(Dataset items)
*** Begin section ***

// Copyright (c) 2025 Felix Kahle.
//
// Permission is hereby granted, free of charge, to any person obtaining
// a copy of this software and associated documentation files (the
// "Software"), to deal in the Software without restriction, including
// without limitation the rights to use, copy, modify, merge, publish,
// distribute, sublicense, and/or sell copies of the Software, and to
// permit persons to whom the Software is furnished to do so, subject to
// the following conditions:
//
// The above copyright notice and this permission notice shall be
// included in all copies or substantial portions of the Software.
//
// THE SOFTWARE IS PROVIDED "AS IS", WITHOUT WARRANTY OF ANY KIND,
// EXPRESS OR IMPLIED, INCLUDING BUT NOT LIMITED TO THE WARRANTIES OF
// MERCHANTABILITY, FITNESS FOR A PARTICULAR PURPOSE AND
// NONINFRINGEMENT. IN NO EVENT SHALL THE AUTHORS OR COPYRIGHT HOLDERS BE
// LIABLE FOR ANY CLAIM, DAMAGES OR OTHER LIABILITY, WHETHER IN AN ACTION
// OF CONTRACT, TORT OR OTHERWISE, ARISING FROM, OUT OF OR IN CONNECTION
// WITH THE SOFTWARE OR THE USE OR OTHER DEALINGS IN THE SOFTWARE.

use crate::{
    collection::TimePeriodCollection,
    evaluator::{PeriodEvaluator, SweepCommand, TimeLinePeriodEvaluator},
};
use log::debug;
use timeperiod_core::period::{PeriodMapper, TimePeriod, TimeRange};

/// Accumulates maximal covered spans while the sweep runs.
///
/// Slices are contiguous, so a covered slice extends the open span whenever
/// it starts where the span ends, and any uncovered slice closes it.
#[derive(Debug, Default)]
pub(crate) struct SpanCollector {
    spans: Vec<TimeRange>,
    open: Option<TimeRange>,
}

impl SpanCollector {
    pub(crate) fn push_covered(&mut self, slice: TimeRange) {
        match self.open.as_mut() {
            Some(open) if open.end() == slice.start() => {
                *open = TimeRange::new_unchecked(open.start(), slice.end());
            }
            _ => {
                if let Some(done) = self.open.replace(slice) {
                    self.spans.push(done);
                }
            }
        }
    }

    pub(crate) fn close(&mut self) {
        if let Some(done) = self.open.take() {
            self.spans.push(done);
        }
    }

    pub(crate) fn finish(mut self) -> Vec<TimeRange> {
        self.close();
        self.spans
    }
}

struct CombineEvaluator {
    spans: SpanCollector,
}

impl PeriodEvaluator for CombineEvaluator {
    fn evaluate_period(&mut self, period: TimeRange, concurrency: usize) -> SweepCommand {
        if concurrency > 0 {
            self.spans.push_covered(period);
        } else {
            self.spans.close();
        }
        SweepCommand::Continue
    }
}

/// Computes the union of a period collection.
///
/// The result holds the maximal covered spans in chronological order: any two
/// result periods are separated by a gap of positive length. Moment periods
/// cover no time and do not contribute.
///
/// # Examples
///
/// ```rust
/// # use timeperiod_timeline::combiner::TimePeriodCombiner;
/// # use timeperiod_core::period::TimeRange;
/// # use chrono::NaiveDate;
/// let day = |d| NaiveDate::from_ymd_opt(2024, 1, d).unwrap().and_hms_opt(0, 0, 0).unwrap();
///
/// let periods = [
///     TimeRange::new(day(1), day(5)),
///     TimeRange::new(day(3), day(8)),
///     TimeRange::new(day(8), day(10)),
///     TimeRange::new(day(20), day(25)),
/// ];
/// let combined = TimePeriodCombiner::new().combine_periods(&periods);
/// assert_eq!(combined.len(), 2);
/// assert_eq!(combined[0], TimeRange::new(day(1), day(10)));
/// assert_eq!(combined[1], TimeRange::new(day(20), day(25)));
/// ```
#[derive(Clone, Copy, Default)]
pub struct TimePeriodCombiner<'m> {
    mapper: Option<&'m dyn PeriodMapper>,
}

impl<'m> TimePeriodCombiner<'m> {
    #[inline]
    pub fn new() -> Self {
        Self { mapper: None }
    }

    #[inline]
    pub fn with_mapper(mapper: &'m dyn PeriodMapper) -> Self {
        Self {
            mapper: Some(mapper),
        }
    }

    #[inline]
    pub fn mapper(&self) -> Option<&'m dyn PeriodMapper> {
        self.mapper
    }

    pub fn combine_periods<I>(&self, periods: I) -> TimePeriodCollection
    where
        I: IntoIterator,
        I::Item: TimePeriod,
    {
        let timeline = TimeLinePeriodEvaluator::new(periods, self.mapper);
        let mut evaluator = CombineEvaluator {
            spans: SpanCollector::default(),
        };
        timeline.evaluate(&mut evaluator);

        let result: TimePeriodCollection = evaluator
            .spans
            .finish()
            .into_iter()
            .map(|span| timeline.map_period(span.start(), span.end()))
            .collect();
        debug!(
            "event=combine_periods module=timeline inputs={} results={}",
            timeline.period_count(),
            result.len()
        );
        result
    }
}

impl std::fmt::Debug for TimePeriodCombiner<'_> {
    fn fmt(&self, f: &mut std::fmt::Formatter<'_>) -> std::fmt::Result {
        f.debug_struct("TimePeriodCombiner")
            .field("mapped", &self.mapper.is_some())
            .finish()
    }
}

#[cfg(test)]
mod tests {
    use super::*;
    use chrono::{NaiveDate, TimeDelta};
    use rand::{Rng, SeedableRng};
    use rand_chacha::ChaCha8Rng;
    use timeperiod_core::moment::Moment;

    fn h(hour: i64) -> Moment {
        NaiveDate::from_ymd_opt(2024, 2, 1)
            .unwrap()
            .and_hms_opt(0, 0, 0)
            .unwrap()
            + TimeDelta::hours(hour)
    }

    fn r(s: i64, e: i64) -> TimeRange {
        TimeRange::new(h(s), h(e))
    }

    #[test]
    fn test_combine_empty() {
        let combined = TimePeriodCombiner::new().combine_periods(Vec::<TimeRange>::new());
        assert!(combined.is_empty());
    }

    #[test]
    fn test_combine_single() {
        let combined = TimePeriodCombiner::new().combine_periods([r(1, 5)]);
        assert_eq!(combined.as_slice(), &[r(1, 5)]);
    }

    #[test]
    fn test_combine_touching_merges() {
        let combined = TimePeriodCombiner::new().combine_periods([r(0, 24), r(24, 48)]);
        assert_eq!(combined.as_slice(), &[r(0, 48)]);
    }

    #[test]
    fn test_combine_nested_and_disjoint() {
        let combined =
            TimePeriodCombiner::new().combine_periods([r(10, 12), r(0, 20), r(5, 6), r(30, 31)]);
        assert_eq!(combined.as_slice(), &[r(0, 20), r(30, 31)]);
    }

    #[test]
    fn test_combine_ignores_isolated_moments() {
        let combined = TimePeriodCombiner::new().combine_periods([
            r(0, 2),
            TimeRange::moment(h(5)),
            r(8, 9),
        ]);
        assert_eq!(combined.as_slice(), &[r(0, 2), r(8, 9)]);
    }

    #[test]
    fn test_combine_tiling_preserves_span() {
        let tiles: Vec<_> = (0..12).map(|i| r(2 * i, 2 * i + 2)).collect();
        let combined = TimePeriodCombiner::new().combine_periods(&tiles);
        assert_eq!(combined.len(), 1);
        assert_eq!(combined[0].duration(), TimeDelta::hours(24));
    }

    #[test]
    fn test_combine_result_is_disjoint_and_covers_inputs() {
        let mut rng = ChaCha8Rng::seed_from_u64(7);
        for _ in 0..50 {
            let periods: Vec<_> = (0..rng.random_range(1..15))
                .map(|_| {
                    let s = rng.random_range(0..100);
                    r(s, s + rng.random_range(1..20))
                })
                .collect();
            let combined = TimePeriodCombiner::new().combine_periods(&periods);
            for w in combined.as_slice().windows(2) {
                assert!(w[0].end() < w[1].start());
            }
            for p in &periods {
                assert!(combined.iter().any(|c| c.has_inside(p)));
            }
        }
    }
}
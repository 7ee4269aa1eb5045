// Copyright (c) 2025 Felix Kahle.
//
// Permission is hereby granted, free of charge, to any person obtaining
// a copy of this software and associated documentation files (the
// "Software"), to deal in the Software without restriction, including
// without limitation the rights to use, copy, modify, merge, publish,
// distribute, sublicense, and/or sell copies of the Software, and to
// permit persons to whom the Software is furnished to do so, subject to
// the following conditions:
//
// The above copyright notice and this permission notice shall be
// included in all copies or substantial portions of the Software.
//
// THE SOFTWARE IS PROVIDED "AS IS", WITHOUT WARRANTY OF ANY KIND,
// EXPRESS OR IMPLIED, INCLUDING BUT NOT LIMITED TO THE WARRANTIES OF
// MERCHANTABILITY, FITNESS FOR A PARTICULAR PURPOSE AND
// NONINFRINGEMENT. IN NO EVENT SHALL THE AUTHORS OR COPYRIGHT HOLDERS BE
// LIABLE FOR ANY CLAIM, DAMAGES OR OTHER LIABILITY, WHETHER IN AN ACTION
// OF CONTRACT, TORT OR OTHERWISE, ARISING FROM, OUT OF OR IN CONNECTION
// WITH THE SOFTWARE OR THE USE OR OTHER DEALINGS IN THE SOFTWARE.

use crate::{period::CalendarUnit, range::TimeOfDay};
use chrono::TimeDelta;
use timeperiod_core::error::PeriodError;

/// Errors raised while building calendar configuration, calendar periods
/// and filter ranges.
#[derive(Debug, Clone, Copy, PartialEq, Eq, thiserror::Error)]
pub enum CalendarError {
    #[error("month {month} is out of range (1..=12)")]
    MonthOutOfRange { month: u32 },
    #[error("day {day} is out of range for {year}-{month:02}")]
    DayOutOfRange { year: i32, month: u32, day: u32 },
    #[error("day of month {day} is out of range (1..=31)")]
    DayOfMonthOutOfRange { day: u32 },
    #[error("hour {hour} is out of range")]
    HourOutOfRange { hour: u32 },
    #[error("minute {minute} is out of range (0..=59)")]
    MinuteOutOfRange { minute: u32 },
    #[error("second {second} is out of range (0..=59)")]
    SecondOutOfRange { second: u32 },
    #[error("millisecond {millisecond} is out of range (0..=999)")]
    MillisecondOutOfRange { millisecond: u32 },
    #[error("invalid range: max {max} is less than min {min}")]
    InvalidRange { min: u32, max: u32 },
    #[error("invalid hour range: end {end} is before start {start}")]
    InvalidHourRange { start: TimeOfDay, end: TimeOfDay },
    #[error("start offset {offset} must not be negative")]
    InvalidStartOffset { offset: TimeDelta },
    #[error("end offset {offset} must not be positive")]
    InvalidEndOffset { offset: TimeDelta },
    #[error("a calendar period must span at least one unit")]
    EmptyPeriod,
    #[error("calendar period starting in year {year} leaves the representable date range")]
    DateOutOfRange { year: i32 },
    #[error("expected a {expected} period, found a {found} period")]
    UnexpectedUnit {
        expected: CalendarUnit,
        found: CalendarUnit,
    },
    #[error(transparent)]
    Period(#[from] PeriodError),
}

*** End section ***

Whenever the word "PeriodMapper" occurs in a line above, copy that line.

use timeperiod_core::period::{PeriodMapper, TimePeriod, TimeRange};
    mapper: Option<&'m dyn PeriodMapper>,
    pub fn with_mapper(mapper: &'m dyn PeriodMapper) -> Self {
    pub fn mapper(&self) -> Option<&'m dyn PeriodMapper> {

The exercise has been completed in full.